The facts of this case distinguish the present matter from Tundel, and we have previously held that the need for administrative review is a valid reason for delay. Wideman. Therefore, we conclude that the "remoteness doctrine" is not applicable to preclude a denial of benefits for willful misconduct.
Accordingly, we affirm.
AND NOW, this 22nd day of December, 2004, the order of the Unemployment Compensation Board of Review, dated June 8, 2004, is hereby affirmed.

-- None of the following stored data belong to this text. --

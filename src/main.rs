mod cli;

use anyhow::{Error, Result};
use clap::Parser;
use cli::{command, config::Config, init_tracing, Cli, Commands};

#[tokio::main]
async fn main() -> Result<(), Error> {
    let cli = Cli::parse();
    init_tracing(cli.log_level.as_deref(), cli.log_json)?;

    match &cli.command {
        Commands::Convert(args) => {
            let config = Config::from_args(args)?;
            match command::convert(config).await {
                Ok(summary) => println!("Converted {}", summary),
                Err(e) => eprintln!("Error: {:#}", e),
            }
        }
        Commands::Inspect { archive, layout } => {
            match command::inspect(archive, layout.layout()) {
                Ok(members) => {
                    for (name, role) in members {
                        match role {
                            Some(role) => println!("{:<12} {}", role, name),
                            None => println!("{:<12} {}", "-", name),
                        }
                    }
                }
                Err(e) => eprintln!("Error: {:#}", e),
            }
        }
    }

    Ok(())
}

[1] Act of December 5, 1936, Second Ex. Sess., P.L. (1937) 2897, as amended, 43 P.S. § 802(e). Section 402(e) of the Law states that an employee shall be ineligible for compensation for any week in which his unemployment is due to willful misconduct connected with his work.
[2] According to notes of the October 28, 2003, meeting taken by Miller and Frankhouser, Claimant stated that he never submitted for hours that he did not work. (Record item 8, Claimant's exhibits 2 and 3.)
[3] Pursuant to the parties' collective bargaining agreement, Employer is required to determine, within thirty days prior to an employee's anniversary date, whether the employee's performance has been satisfactory, and an employee whose performance is rated as satisfactory is entitled to receive a salary increase. (Record item 10, Employer's exhibit A.)
[4] Miller explained that one meter reader read meters by appointment only.
[5] The "Itron" is a device used to record meter readings. (Record item 10, N.T. at 10.)
[6] Our scope of review is limited to determining whether constitutional rights were violated, whether the adjudication is in accordance with the law or whether necessary findings of fact are supported by substantial evidence. Section 704 of the Administrative Agency Law, 2 Pa.C.S. § 704.